[Entries taken from a collection]
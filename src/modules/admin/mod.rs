pub mod overview;
mod routes;

pub use routes::get_router;
use crate::utils::storage::UploadedMedia;
use chrono::NaiveDateTime;
use serde::{Deserialize, Serialize};
use sqlx::{types::Json, FromRow, PgExecutor};
use ulid::Ulid;

#[derive(FromRow, Serialize, Deserialize, Clone, Debug)]
pub struct Chef {
    pub id: String,
    pub account_id: String,
    pub business_name: String,
    pub location: String,
    pub bio: Option<String>,
    pub phone: Option<String>,
    pub food_types: Json<Vec<String>>,
    pub base_location: Option<String>,
    pub delivery_zones: Json<Vec<String>>,
    pub payout_number: Option<String>,
    pub profile_photo: Option<Json<UploadedMedia>>,
    pub is_approved: bool,
    pub created_at: NaiveDateTime,
    pub updated_at: Option<NaiveDateTime>,
}

pub struct CreateChefPayload {
    pub account_id: String,
    pub business_name: String,
    pub location: String,
    pub bio: Option<String>,
    pub food_types: Vec<String>,
}

pub struct UpdateChefPayload {
    pub business_name: Option<String>,
    pub bio: Option<String>,
    pub location: Option<String>,
    pub phone: Option<String>,
}

pub struct UpdateLogisticsPayload {
    pub base_location: String,
    pub delivery_zones: Vec<String>,
    pub payout_number: String,
}

#[derive(Debug)]
pub enum Error {
    UnexpectedError,
}

type Result<T> = std::result::Result<T, Error>;

pub async fn create<'e, E: PgExecutor<'e>>(e: E, payload: CreateChefPayload) -> Result<Chef> {
    sqlx::query_as::<_, Chef>(
        "
        INSERT INTO chefs (id, account_id, business_name, location, bio, food_types)
        VALUES ($1, $2, $3, $4, $5, $6)
        RETURNING *
        ",
    )
    .bind(Ulid::new().to_string())
    .bind(payload.account_id.clone())
    .bind(payload.business_name)
    .bind(payload.location)
    .bind(payload.bio)
    .bind(Json(payload.food_types))
    .fetch_one(e)
    .await
    .map_err(|err| {
        tracing::error!(
            "Error occurred while creating chef profile for account {}: {}",
            payload.account_id,
            err
        );
        Error::UnexpectedError
    })
}

pub async fn find_by_id<'e, E: PgExecutor<'e>>(e: E, id: String) -> Result<Option<Chef>> {
    sqlx::query_as::<_, Chef>("SELECT * FROM chefs WHERE id = $1")
        .bind(id.clone())
        .fetch_optional(e)
        .await
        .map_err(|err| {
            tracing::error!("Error occurred while fetching chef {}: {}", id, err);
            Error::UnexpectedError
        })
}

pub async fn find_by_account_id<'e, E: PgExecutor<'e>>(
    e: E,
    account_id: String,
) -> Result<Option<Chef>> {
    sqlx::query_as::<_, Chef>("SELECT * FROM chefs WHERE account_id = $1")
        .bind(account_id.clone())
        .fetch_optional(e)
        .await
        .map_err(|err| {
            tracing::error!(
                "Error occurred while fetching chef of account {}: {}",
                account_id,
                err
            );
            Error::UnexpectedError
        })
}

pub async fn find_many_approved<'e, E: PgExecutor<'e>>(e: E) -> Result<Vec<Chef>> {
    sqlx::query_as::<_, Chef>(
        "SELECT * FROM chefs WHERE is_approved = TRUE ORDER BY created_at DESC",
    )
    .fetch_all(e)
    .await
    .map_err(|err| {
        tracing::error!("Error occurred while fetching approved chefs: {}", err);
        Error::UnexpectedError
    })
}

pub async fn find_many_pending<'e, E: PgExecutor<'e>>(e: E) -> Result<Vec<Chef>> {
    sqlx::query_as::<_, Chef>(
        "SELECT * FROM chefs WHERE is_approved = FALSE ORDER BY created_at DESC",
    )
    .fetch_all(e)
    .await
    .map_err(|err| {
        tracing::error!("Error occurred while fetching pending chefs: {}", err);
        Error::UnexpectedError
    })
}

pub async fn approve<'e, E: PgExecutor<'e>>(e: E, id: String) -> Result<Option<Chef>> {
    sqlx::query_as::<_, Chef>(
        "
        UPDATE chefs
        SET is_approved = TRUE, updated_at = NOW()
        WHERE id = $1
        RETURNING *
        ",
    )
    .bind(id.clone())
    .fetch_optional(e)
    .await
    .map_err(|err| {
        tracing::error!("Error occurred while approving chef {}: {}", id, err);
        Error::UnexpectedError
    })
}

pub async fn update_by_id<'e, E: PgExecutor<'e>>(
    e: E,
    id: String,
    payload: UpdateChefPayload,
) -> Result<Chef> {
    sqlx::query_as::<_, Chef>(
        "
        UPDATE chefs
        SET
            business_name = COALESCE($2, business_name),
            bio = COALESCE($3, bio),
            location = COALESCE($4, location),
            phone = COALESCE($5, phone),
            updated_at = NOW()
        WHERE id = $1
        RETURNING *
        ",
    )
    .bind(id.clone())
    .bind(payload.business_name)
    .bind(payload.bio)
    .bind(payload.location)
    .bind(payload.phone)
    .fetch_one(e)
    .await
    .map_err(|err| {
        tracing::error!("Error occurred while updating chef {}: {}", id, err);
        Error::UnexpectedError
    })
}

pub async fn update_logistics_by_id<'e, E: PgExecutor<'e>>(
    e: E,
    id: String,
    payload: UpdateLogisticsPayload,
) -> Result<Chef> {
    sqlx::query_as::<_, Chef>(
        "
        UPDATE chefs
        SET
            base_location = $2,
            delivery_zones = $3,
            payout_number = $4,
            updated_at = NOW()
        WHERE id = $1
        RETURNING *
        ",
    )
    .bind(id.clone())
    .bind(payload.base_location)
    .bind(Json(payload.delivery_zones))
    .bind(payload.payout_number)
    .fetch_one(e)
    .await
    .map_err(|err| {
        tracing::error!("Error occurred while updating logistics of chef {}: {}", id, err);
        Error::UnexpectedError
    })
}

pub async fn update_photo_by_id<'e, E: PgExecutor<'e>>(
    e: E,
    id: String,
    photo: UploadedMedia,
) -> Result<Chef> {
    sqlx::query_as::<_, Chef>(
        "
        UPDATE chefs
        SET profile_photo = $2, updated_at = NOW()
        WHERE id = $1
        RETURNING *
        ",
    )
    .bind(id.clone())
    .bind(Json(photo))
    .fetch_one(e)
    .await
    .map_err(|err| {
        tracing::error!("Error occurred while updating photo of chef {}: {}", id, err);
        Error::UnexpectedError
    })
}
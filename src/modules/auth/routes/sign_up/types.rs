pub mod request {
    use serde::Deserialize;
    use std::borrow::Cow;
    use validator::{Validate, ValidationError};

    fn validate_full_name(full_name: &str) -> Result<(), ValidationError> {
        match full_name.trim().is_empty() {
            false => Ok(()),
            true => Err(ValidationError::new("INVALID_FULL_NAME")
                .with_message(Cow::from("Full name is required"))),
        }
    }

    #[derive(Deserialize, Validate)]
    pub struct Body {
        #[validate(email(code = "INVALID_EMAIL", message = "Invalid email address"))]
        pub email: String,
        #[validate(length(
            min = 6,
            code = "INVALID_PASSWORD",
            message = "Password must be at least 6 characters"
        ))]
        pub password: String,
        #[validate(custom(code = "INVALID_FULL_NAME", function = "validate_full_name"))]
        pub full_name: String,
    }

    pub struct Payload {
        pub role: String,
        pub body: Body,
    }
}

pub mod response {
    use crate::utils::validation;
    use axum::{extract::Json, http::StatusCode, response::IntoResponse};
    use serde_json::json;
    use validator::ValidationErrors;

    pub enum Success {
        AccountCreated { id: String, role: String },
    }

    impl IntoResponse for Success {
        fn into_response(self) -> axum::response::Response {
            match self {
                Self::AccountCreated { id, role } => (
                    StatusCode::CREATED,
                    Json(json!({
                        "message": "Account created! You can now sign in",
                        "id": id,
                        "role": role
                    })),
                )
                    .into_response(),
            }
        }
    }

    pub enum Error {
        FailedToValidate(ValidationErrors),
        EmailAlreadyInUse,
        SignupFailed,
        UnexpectedError,
    }

    impl IntoResponse for Error {
        fn into_response(self) -> axum::response::Response {
            match self {
                Self::FailedToValidate(errors) => validation::into_response(errors).into_response(),
                Self::EmailAlreadyInUse => (
                    StatusCode::CONFLICT,
                    Json(json!({ "error": "Email already in use" })),
                )
                    .into_response(),
                Self::SignupFailed => (
                    StatusCode::INTERNAL_SERVER_ERROR,
                    Json(json!({ "error": "Sign up failed!" })),
                )
                    .into_response(),
                Self::UnexpectedError => (
                    StatusCode::INTERNAL_SERVER_ERROR,
                    Json(json!({ "error": "Sorry an error occurred" })),
                )
                    .into_response(),
            }
        }
    }

    pub type Response = Result<Success, Error>;
}
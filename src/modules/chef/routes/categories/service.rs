use super::types::response;
use crate::modules::chef::discovery;

pub async fn service() -> response::Response {
    response::Success::Categories(discovery::CATEGORIES.to_vec())
}
use super::types::{request, response};
use crate::{
    modules::chef::{logistics, repository},
    types::Context,
};
use std::sync::Arc;

pub async fn service(ctx: Arc<Context>, payload: request::Payload) -> response::Response {
    let chef = repository::find_by_account_id(&ctx.db_conn.pool, payload.auth.identity.account_id)
        .await
        .map_err(|_| response::Error::FailedToUpdateLogistics)?
        .ok_or(response::Error::ChefNotOnboarded)?;

    repository::update_logistics_by_id(
        &ctx.db_conn.pool,
        chef.id,
        repository::UpdateLogisticsPayload {
            base_location: payload.body.base_location.trim().to_string(),
            delivery_zones: logistics::normalize_zones(payload.body.delivery_zones),
            payout_number: payload.body.payout_number.trim().to_string(),
        },
    )
    .await
    .map_err(|_| response::Error::FailedToUpdateLogistics)
    .map(response::Success::LogisticsUpdated)
}
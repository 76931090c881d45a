mod approve;
mod overview;

use crate::types::Context;
use axum::routing::Router;
use std::sync::Arc;

pub fn get_router() -> Router<Arc<Context>> {
    Router::new()
        .merge(overview::get_router())
        .merge(approve::get_router())
}
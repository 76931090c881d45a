use super::types::{request, response};
use crate::{
    modules::{chef::repository, meal},
    types::Context,
};
use std::sync::Arc;

pub async fn service(ctx: Arc<Context>, payload: request::Payload) -> response::Response {
    let chef = repository::find_by_id(&ctx.db_conn.pool, payload.id)
        .await
        .map_err(|_| response::Error::FailedToFetchChef)?
        .ok_or(response::Error::ChefNotFound)?;

    let meals = meal::repository::find_many_by_chef_id(&ctx.db_conn.pool, chef.id.clone())
        .await
        .map_err(|_| response::Error::FailedToFetchChef)?;

    Ok(response::Success::Chef { chef, meals })
}
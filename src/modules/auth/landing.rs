use super::role::Role;
use crate::modules::chef::repository::Chef;

/// Where a client should navigate once signed in.
#[derive(Debug, Clone, PartialEq)]
pub enum Landing {
    AdminApproval,
    ChefOnboarding,
    ChefDashboard(String),
    AwaitingApproval,
    FoodieHome,
    ProfileSetup,
}

impl Landing {
    /// `None` means the client has nowhere to go and the session must end.
    pub fn path(&self) -> Option<String> {
        match self {
            Self::AdminApproval => Some("/admin-approval".to_string()),
            Self::ChefOnboarding => Some("/chef-onboarding".to_string()),
            Self::ChefDashboard(chef_id) => Some(format!("/chef/dashboard/{}", chef_id)),
            Self::AwaitingApproval => None,
            Self::FoodieHome => Some("/foodie-home".to_string()),
            Self::ProfileSetup => Some("/profile-setup".to_string()),
        }
    }
}

pub fn landing(role: Option<Role>, chef: Option<&Chef>) -> Landing {
    match role {
        Some(Role::Admin) => Landing::AdminApproval,
        Some(Role::Chef) => match chef {
            Some(chef) if chef.business_name.trim().is_empty() => Landing::ChefOnboarding,
            Some(chef) if chef.is_approved => Landing::ChefDashboard(chef.id.clone()),
            Some(_) => Landing::AwaitingApproval,
            None => Landing::ChefOnboarding,
        },
        Some(Role::Foodie) => Landing::FoodieHome,
        None => Landing::ProfileSetup,
    }
}

#[cfg(test)]
mod tests {
    use super::*;
    use chrono::Utc;
    use sqlx::types::Json;

    fn chef(business_name: &str, is_approved: bool) -> Chef {
        Chef {
            id: "01J0CHEF".to_string(),
            account_id: "01J0ACCOUNT".to_string(),
            business_name: business_name.to_string(),
            location: "Westlands".to_string(),
            bio: None,
            phone: None,
            food_types: Json(vec![]),
            base_location: None,
            delivery_zones: Json(vec![]),
            payout_number: None,
            profile_photo: None,
            is_approved,
            created_at: Utc::now().naive_utc(),
            updated_at: None,
        }
    }

    #[test]
    fn admins_land_on_the_approval_desk() {
        assert_eq!(landing(Some(Role::Admin), None), Landing::AdminApproval);
    }

    #[test]
    fn chefs_without_a_kitchen_go_to_onboarding() {
        assert_eq!(landing(Some(Role::Chef), None), Landing::ChefOnboarding);
        assert_eq!(
            landing(Some(Role::Chef), Some(&chef("  ", true))),
            Landing::ChefOnboarding
        );
    }

    #[test]
    fn approved_chefs_reach_their_dashboard() {
        let landing = landing(Some(Role::Chef), Some(&chef("Mama Oliech", true)));
        assert_eq!(landing.path(), Some("/chef/dashboard/01J0CHEF".to_string()));
    }

    #[test]
    fn unapproved_chefs_have_nowhere_to_land() {
        let landing = landing(Some(Role::Chef), Some(&chef("Mama Oliech", false)));
        assert_eq!(landing, Landing::AwaitingApproval);
        assert_eq!(landing.path(), None);
    }

    #[test]
    fn foodies_and_roleless_accounts() {
        assert_eq!(landing(Some(Role::Foodie), None).path(), Some("/foodie-home".to_string()));
        assert_eq!(landing(None, None).path(), Some("/profile-setup".to_string()));
    }
}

--- Instructions for the task ---
Look through the entries and find each line that has the string "FoodieHome". Copy those lines.

--- Task response ---
    FoodieHome,
            Self::FoodieHome => Some("/foodie-home".to_string()),
        Some(Role::Foodie) => Landing::FoodieHome,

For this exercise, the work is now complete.